**Task instructions:**
Which lines in the data contain the word "rejected"? Please copy each of them.

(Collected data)
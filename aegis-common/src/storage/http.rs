//! HTTP object store adapter
//!
//! Speaks plain `PUT`/`GET {endpoint}/{bucket}/{key}` against an
//! S3-compatible HTTP gateway, with optional bearer-token authorization.
//! Remote rejections are surfaced as `Error::Storage` carrying the
//! gateway's response detail so the broker can record it on the task.

use super::ObjectStore;
use crate::{Error, Result};
use async_trait::async_trait;
use bytes::Bytes;
use reqwest::Client;
use std::time::Duration;
use tracing::debug;

/// Default timeout for object store requests
const DEFAULT_TIMEOUT: Duration = Duration::from_secs(60);

/// Object store client over an S3-compatible HTTP gateway
#[derive(Debug, Clone)]
pub struct HttpObjectStore {
    http_client: Client,
    endpoint: String,
    bucket: String,
    access_token: Option<String>,
}

impl HttpObjectStore {
    /// Create a new store client.
    ///
    /// `endpoint` is the gateway base URL (no trailing slash required),
    /// `bucket` the target bucket name. `access_token`, when present, is
    /// sent as a bearer authorization header on every request.
    pub fn new(
        endpoint: impl Into<String>,
        bucket: impl Into<String>,
        access_token: Option<String>,
    ) -> Self {
        Self {
            http_client: Client::builder()
                .timeout(DEFAULT_TIMEOUT)
                .build()
                .expect("Failed to create HTTP client"),
            endpoint: endpoint.into().trim_end_matches('/').to_string(),
            bucket: bucket.into(),
            access_token: access_token.filter(|t| !t.trim().is_empty()),
        }
    }

    /// Public URL of the object stored under `key`.
    ///
    /// Used by the narrative report to hand the stored image to the
    /// vision-capable LLM.
    pub fn object_url(&self, key: &str) -> String {
        format!("{}/{}/{}", self.endpoint, self.bucket, key)
    }

    fn request(&self, builder: reqwest::RequestBuilder) -> reqwest::RequestBuilder {
        match &self.access_token {
            Some(token) => builder.bearer_auth(token),
            None => builder,
        }
    }
}

#[async_trait]
impl ObjectStore for HttpObjectStore {
    async fn put(&self, key: &str, bytes: Bytes) -> Result<()> {
        let url = self.object_url(key);
        debug!(key = %key, size = bytes.len(), "Uploading object");

        let response = self
            .request(self.http_client.put(&url))
            .body(bytes)
            .send()
            .await
            .map_err(|e| Error::Storage(format!("upload request failed: {}", e)))?;

        if !response.status().is_success() {
            let status = response.status();
            let detail = response.text().await.unwrap_or_default();
            return Err(Error::Storage(format!(
                "upload rejected ({}): {}",
                status, detail
            )));
        }

        debug!(key = %key, "Object uploaded");
        Ok(())
    }

    async fn get(&self, key: &str) -> Result<Bytes> {
        let url = self.object_url(key);
        debug!(key = %key, "Downloading object");

        let response = self
            .request(self.http_client.get(&url))
            .send()
            .await
            .map_err(|e| Error::Storage(format!("download request failed: {}", e)))?;

        if !response.status().is_success() {
            let status = response.status();
            let detail = response.text().await.unwrap_or_default();
            return Err(Error::Storage(format!(
                "download rejected ({}): {}",
                status, detail
            )));
        }

        let bytes = response
            .bytes()
            .await
            .map_err(|e| Error::Storage(format!("download body read failed: {}", e)))?;

        debug!(key = %key, size = bytes.len(), "Object downloaded");
        Ok(bytes)
    }
}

**Answer box:**
                "upload rejected ({}): {}",
                "download rejected ({}): {}",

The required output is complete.